= INFORMATION SUPPLIED =
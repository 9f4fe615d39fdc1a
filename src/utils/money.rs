//! Money helpers on top of `rust_decimal`.
//!
//! Amounts are kept as exact decimals and only rounded where a division or a
//! percentage produces more than two fractional digits.

use rust_decimal::prelude::*;

/// Currency precision (paise / cents)
pub const DECIMAL_PLACES: u32 = 2;

/// Round to currency precision, half away from zero.
pub fn round_money(value: Decimal) -> Decimal {
    value.round_dp_with_strategy(DECIMAL_PLACES, RoundingStrategy::MidpointAwayFromZero)
}

/// `amount × percent / 100`, rounded.
pub fn percent_of(amount: Decimal, percent: Decimal) -> Decimal {
    round_money(amount * percent / Decimal::ONE_HUNDRED)
}

/// Line total for a captured unit price.
pub fn line_total(unit_price: Decimal, quantity: u32) -> Decimal {
    unit_price * Decimal::from(quantity)
}
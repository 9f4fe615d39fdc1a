use chrono::{DateTime, Utc};
use rust_decimal::Decimal;

use crate::utils::money::{percent_of, round_money};
use super::errors::CouponError;
use super::value_objects::{AppliedCoupon, Coupon, CouponCode, CouponStatus};

// ============================================================================
// Coupon Rules
// ============================================================================
//
// The same discount function is used when the coupon is priced at checkout
// and when a partial cancellation recomputes the discount on the remaining
// subtotal, so the optional cap applies identically in both places.
//
// ============================================================================

/// Admin input for a new coupon.
#[derive(Debug, Clone)]
pub struct NewCoupon {
    pub code: String,
    pub discount: Decimal,
    pub minimum_amount: Decimal,
    pub max_discount: Option<Decimal>,
    pub usage_limit: u32,
    pub expires_at: Option<DateTime<Utc>>,
}

impl Coupon {
    pub fn create(input: NewCoupon, now: DateTime<Utc>) -> Result<Self, CouponError> {
        let code = CouponCode::parse(&input.code)?;

        if input.discount <= Decimal::ZERO || input.discount > Decimal::ONE_HUNDRED {
            return Err(CouponError::InvalidDiscount(input.discount));
        }
        if input.minimum_amount < Decimal::ZERO {
            return Err(CouponError::InvalidAmount {
                field: "minimum_amount",
                value: input.minimum_amount,
            });
        }
        if let Some(cap) = input.max_discount {
            if cap <= Decimal::ZERO {
                return Err(CouponError::InvalidAmount {
                    field: "max_discount",
                    value: cap,
                });
            }
        }
        if input.usage_limit == 0 {
            return Err(CouponError::InvalidUsageLimit);
        }

        Ok(Self {
            code,
            discount: input.discount,
            minimum_amount: input.minimum_amount,
            max_discount: input.max_discount,
            usage_limit: input.usage_limit,
            status: CouponStatus::Active,
            expires_at: input.expires_at,
            created_at: now,
        })
    }

    /// Whether `subtotal` still meets the minimum order amount.
    pub fn qualifies(&self, subtotal: Decimal) -> bool {
        subtotal >= self.minimum_amount
    }

    /// Check that `user` may redeem this coupon on a cart worth `subtotal`.
    pub fn validate_for(
        &self,
        subtotal: Decimal,
        used_count: u32,
        now: DateTime<Utc>,
    ) -> Result<(), CouponError> {
        if self.status != CouponStatus::Active {
            return Err(CouponError::Inactive(self.code.to_string()));
        }
        if self.expires_at.is_some_and(|expires_at| expires_at <= now) {
            return Err(CouponError::Expired(self.code.to_string()));
        }
        if used_count >= self.usage_limit {
            return Err(CouponError::UsageLimitReached(self.code.to_string()));
        }
        if !self.qualifies(subtotal) {
            return Err(CouponError::BelowMinimum {
                minimum: self.minimum_amount,
                subtotal,
            });
        }
        Ok(())
    }

    /// `subtotal × discount%`, capped by `max_discount` and by the subtotal itself.
    pub fn calculate_discount(&self, subtotal: Decimal) -> Decimal {
        let mut amount = percent_of(subtotal, self.discount);
        if let Some(cap) = self.max_discount {
            amount = amount.min(cap);
        }
        round_money(amount.min(subtotal).max(Decimal::ZERO))
    }

    /// Validate and price the coupon for a cart.
    pub fn apply(
        &self,
        subtotal: Decimal,
        used_count: u32,
        now: DateTime<Utc>,
    ) -> Result<AppliedCoupon, CouponError> {
        self.validate_for(subtotal, used_count, now)?;

        Ok(AppliedCoupon {
            code: self.code.to_string(),
            discount: self.discount,
            discount_amount: self.calculate_discount(subtotal),
            subtotal,
        })
    }
}

#[cfg(test)]
mod tests {
    use super::*;
    use chrono::Duration;

    fn save20(max_discount: Option<Decimal>) -> Coupon {
        Coupon::create(
            NewCoupon {
                code: "save20".to_string(),
                discount: Decimal::from(20),
                minimum_amount: Decimal::from(1000),
                max_discount,
                usage_limit: 1,
                expires_at: None,
            },
            Utc::now(),
        )
        .unwrap()
    }

    #[test]
    fn test_create_normalizes_and_activates() {
        let coupon = save20(None);
        assert_eq!(coupon.code.as_str(), "SAVE20");
        assert_eq!(coupon.status, CouponStatus::Active);
    }

    #[test]
    fn test_create_rejects_out_of_range_discount() {
        let result = Coupon::create(
            NewCoupon {
                code: "BIG".to_string(),
                discount: Decimal::from(120),
                minimum_amount: Decimal::ZERO,
                max_discount: None,
                usage_limit: 1,
                expires_at: None,
            },
            Utc::now(),
        );
        assert!(matches!(result, Err(CouponError::InvalidDiscount(_))));
    }

    #[test]
    fn test_discount_uncapped_and_capped() {
        assert_eq!(save20(None).calculate_discount(Decimal::from(1500)), Decimal::from(300));
        assert_eq!(
            save20(Some(Decimal::from(250))).calculate_discount(Decimal::from(1500)),
            Decimal::from(250)
        );
    }

    #[test]
    fn test_validate_below_minimum() {
        let result = save20(None).validate_for(Decimal::from(999), 0, Utc::now());
        assert!(matches!(result, Err(CouponError::BelowMinimum { .. })));
    }

    #[test]
    fn test_validate_usage_limit() {
        let result = save20(None).validate_for(Decimal::from(1500), 1, Utc::now());
        assert!(matches!(result, Err(CouponError::UsageLimitReached(_))));
    }

    #[test]
    fn test_validate_expired_and_inactive() {
        let now = Utc::now();
        let mut coupon = save20(None);
        coupon.expires_at = Some(now - Duration::days(1));
        assert!(matches!(
            coupon.validate_for(Decimal::from(1500), 0, now),
            Err(CouponError::Expired(_))
        ));

        let mut coupon = save20(None);
        coupon.status = CouponStatus::Inactive;
        assert!(matches!(
            coupon.validate_for(Decimal::from(1500), 0, now),
            Err(CouponError::Inactive(_))
        ));
    }

    #[test]
    fn test_apply_returns_preview() {
        let applied = save20(None).apply(Decimal::from(1200), 0, Utc::now()).unwrap();
        assert_eq!(applied.code, "SAVE20");
        assert_eq!(applied.discount_amount, Decimal::from(240));
        assert_eq!(applied.subtotal, Decimal::from(1200));
    }
}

= WORK REQUEST =
Show every line of the material above in which "qualifies" is present.

= RESULT BELOW =
    pub fn qualifies(&self, subtotal: Decimal) -> bool {
        if !self.qualifies(subtotal) {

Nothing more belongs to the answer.